Heureusement qu’en chassant Donald Trump de la Maison-Blanche, les Américains faisaient le choix de mettre fin à l’outrance, à l’aventurisme, à la provocation diplomatique, à l’irrespect des partenaires internationaux… Avec l’arrivée de Joe Biden à la présidence, enfin, tous les bien-pensants nous l’avaient promis, ce serait le retour de la dignité et de la raison. On allait voir ce qu’on allait voir.

On a donc vu. Joe Biden, avec le sens de la mesure inné des démocrates progressistes qui peuvent bafouer la terre entière, mettre à feu et à sang n’importe quel territoire du moment que la bonne conscience est au rendez-vous, a trouvé il y a quelques jours le moyen de traiter Vladimir Poutine de « tueur », qui aurait un jour ou l’autre à payer le prix de ses agissements. Se vantant peu après de bien connaître ses interlocuteurs, le président américain a tenu a précisé que son homologue russe n’avait tout simplement « pas d’âme ».

Avec de tels propos, nous sommes, il faut en convenir, à des kilomètres, que dis-je, des verstes des excès que l’on reprochait à Donald Trump ! Quelle ironie. Après une telle sortie, la communication de la Maison-Blanche pédale quelque peu, et essaie de justifier l’injustifiable. Si Joe Biden a eu quelques mots malheureux, c’est qu’il « n’a pas l’intention de taire ses inquiétudes au sujet de ce qu’il considère être des actes néfastes. » « Ne pas taire ses inquiétudes » ? La formule est élégante : manifestement la Maison-Blanche a le sens de la litote quand il s’agit ni plus ni moins que d’insulter le chef d’Etat d’une des premières puissances mondiales.

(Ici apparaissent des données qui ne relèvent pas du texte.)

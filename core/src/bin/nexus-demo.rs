use clap::{Parser, Subcommand};
use nexus_client::config::DEFAULT_BASE_URL;
use nexus_client::{Email, NexusClient, ServiceData, UserData};
use serde::Serialize;
use tracing_subscriber::EnvFilter;

#[derive(Parser)]
#[command(name = "nexus-demo")]
#[command(about = "Query the Nexus vendor API from the command line", long_about = None)]
struct Cli {
    #[arg(long, env = "NEXUS_BASE_URL", default_value = DEFAULT_BASE_URL)]
    base_url: String,

    #[arg(long, env = "NEXUS_TOKEN", hide_env_values = true)]
    token: String,

    #[arg(long, env = "NEXUS_VENDOR_ID")]
    vendor_id: String,

    #[arg(long, default_value_t = 5)]
    verify_attempts: u32,

    #[command(subcommand)]
    command: Commands,
}

#[derive(Subcommand)]
enum Commands {
    /// List all users
    Users,
    /// Show a single user
    User { id: String },
    /// List all services
    Services,
    /// Show a single service
    Service { id: String },
    /// Send an email to a user
    SendEmail {
        id: String,
        #[arg(long)]
        subject: String,
        #[arg(long)]
        body: String,
        /// Send the body as HTML
        #[arg(long)]
        html: bool,
    },
}

fn main() -> Result<(), Box<dyn std::error::Error>> {
    tracing_subscriber::fmt()
        .with_env_filter(
            EnvFilter::try_from_default_env().unwrap_or_else(|_| EnvFilter::new("warn")),
        )
        .with_writer(std::io::stderr)
        .init();

    let cli = Cli::parse();
    let client = NexusClient::with_token(cli.token)
        .with_vendor_id(cli.vendor_id)
        .with_base_url(cli.base_url)
        .with_verify_attempts(cli.verify_attempts)
        .build()?;

    match cli.command {
        Commands::Users => {
            let users: Vec<UserData> = client
                .users()
                .get_users()?
                .into_iter()
                .map(|u| u.into_data())
                .collect();
            print_json(&users)?;
        }
        Commands::User { id } => {
            print_json(client.users().get_user(&id)?.data())?;
        }
        Commands::Services => {
            let services: Vec<ServiceData> = client
                .services()
                .get_services()?
                .into_iter()
                .map(|s| s.into_data())
                .collect();
            print_json(&services)?;
        }
        Commands::Service { id } => {
            print_json(client.services().get_service(&id)?.data())?;
        }
        Commands::SendEmail {
            id,
            subject,
            body,
            html,
        } => {
            let email = if html {
                Email::html(subject, body)
            } else {
                Email::new(subject, body)
            };
            let accepted = client.users().send_email(&id, Some(&email))?;
            print_json(&accepted)?;
        }
    }

    eprintln!("{}", client.metrics());
    client.close();
    Ok(())
}

fn print_json<T: Serialize + ?Sized>(value: &T) -> Result<(), serde_json::Error> {
    println!("{}", serde_json::to_string_pretty(value)?);
    Ok(())
}
//! Service repository and the live `Service` record.

use std::sync::{Arc, Weak};

use crate::error::{require_id, ClientError, Result};
use crate::transport::Transport;
use crate::types::ServiceData;

pub const SERVICES_ENDPOINT: &str = "/api/vendor/services";

/// Typed access to `/api/vendor/services`.
#[derive(Clone)]
pub struct ServiceRepository {
    transport: Arc<Transport>,
}

impl ServiceRepository {
    pub(crate) fn new(transport: Arc<Transport>) -> Self {
        Self { transport }
    }

    pub fn get_services(&self) -> Result<Vec<Service>> {
        let services: Vec<ServiceData> =
            self.transport.get(SERVICES_ENDPOINT)?.into_data_or_throw()?;
        tracing::debug!(count = services.len(), "fetched services");
        Ok(services.into_iter().map(|data| self.bind(data)).collect())
    }

    pub fn get_service(&self, service_id: &str) -> Result<Service> {
        let service_id = require_id(service_id, "Service")?;
        let data: ServiceData = self
            .transport
            .get(&format!("{SERVICES_ENDPOINT}/{service_id}"))?
            .into_data_or_throw()?;
        Ok(self.bind(data))
    }

    fn bind(&self, data: ServiceData) -> Service {
        Service {
            data,
            transport: Arc::downgrade(&self.transport),
        }
    }
}

#[derive(Debug, Clone)]
pub struct Service {
    data: ServiceData,
    transport: Weak<Transport>,
}

impl Service {
    pub fn id(&self) -> &str {
        &self.data.id
    }

    pub fn name(&self) -> &str {
        &self.data.name
    }

    pub fn data(&self) -> &ServiceData {
        &self.data
    }

    pub fn into_data(self) -> ServiceData {
        self.data
    }

    /// Re-fetch this service. Fails with `Closed` once the client is gone.
    pub fn refresh(&self) -> Result<Service> {
        let transport = self.transport.upgrade().ok_or(ClientError::Closed)?;
        ServiceRepository::new(transport).get_service(self.id())
    }
}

A la suite de ce qui n’était, nous dit-on, que la banale formulation orale des inquiétudes de Joe Biden, Moscou a réagi comme il se doit, en rappelant l’ambassadeur russe en poste à Washington. Le président de la Douma, Viatcheslav Volodine, a pour sa part été extrêmement clair : à travers Poutine, c’est la Russie qu’il insulte. L’inconséquence de la déclaration de Joe Biden, faisant bien évidemment référence en creux, sans la nommer, à l’affaire Navalny n’a rien de très étonnant, malheureusement. Biden n’est pas le premier Américain à dramatiquement méconnaître l’histoire en général, et l’histoire européenne en particulier. Il devrait savoir que l’on n’insulte pas impunément la Russie et le peuple russe, car sa fierté est infinie. C’est cette fierté nationale qui a permis à ce peuple, laissé exsangue par les coups redoublés de l’horreur stalinienne, de trouver en lui la force suffisante pour résister à l’invasion de son sol voulue par Hitler, qui le méprisait et lui crachait au visage.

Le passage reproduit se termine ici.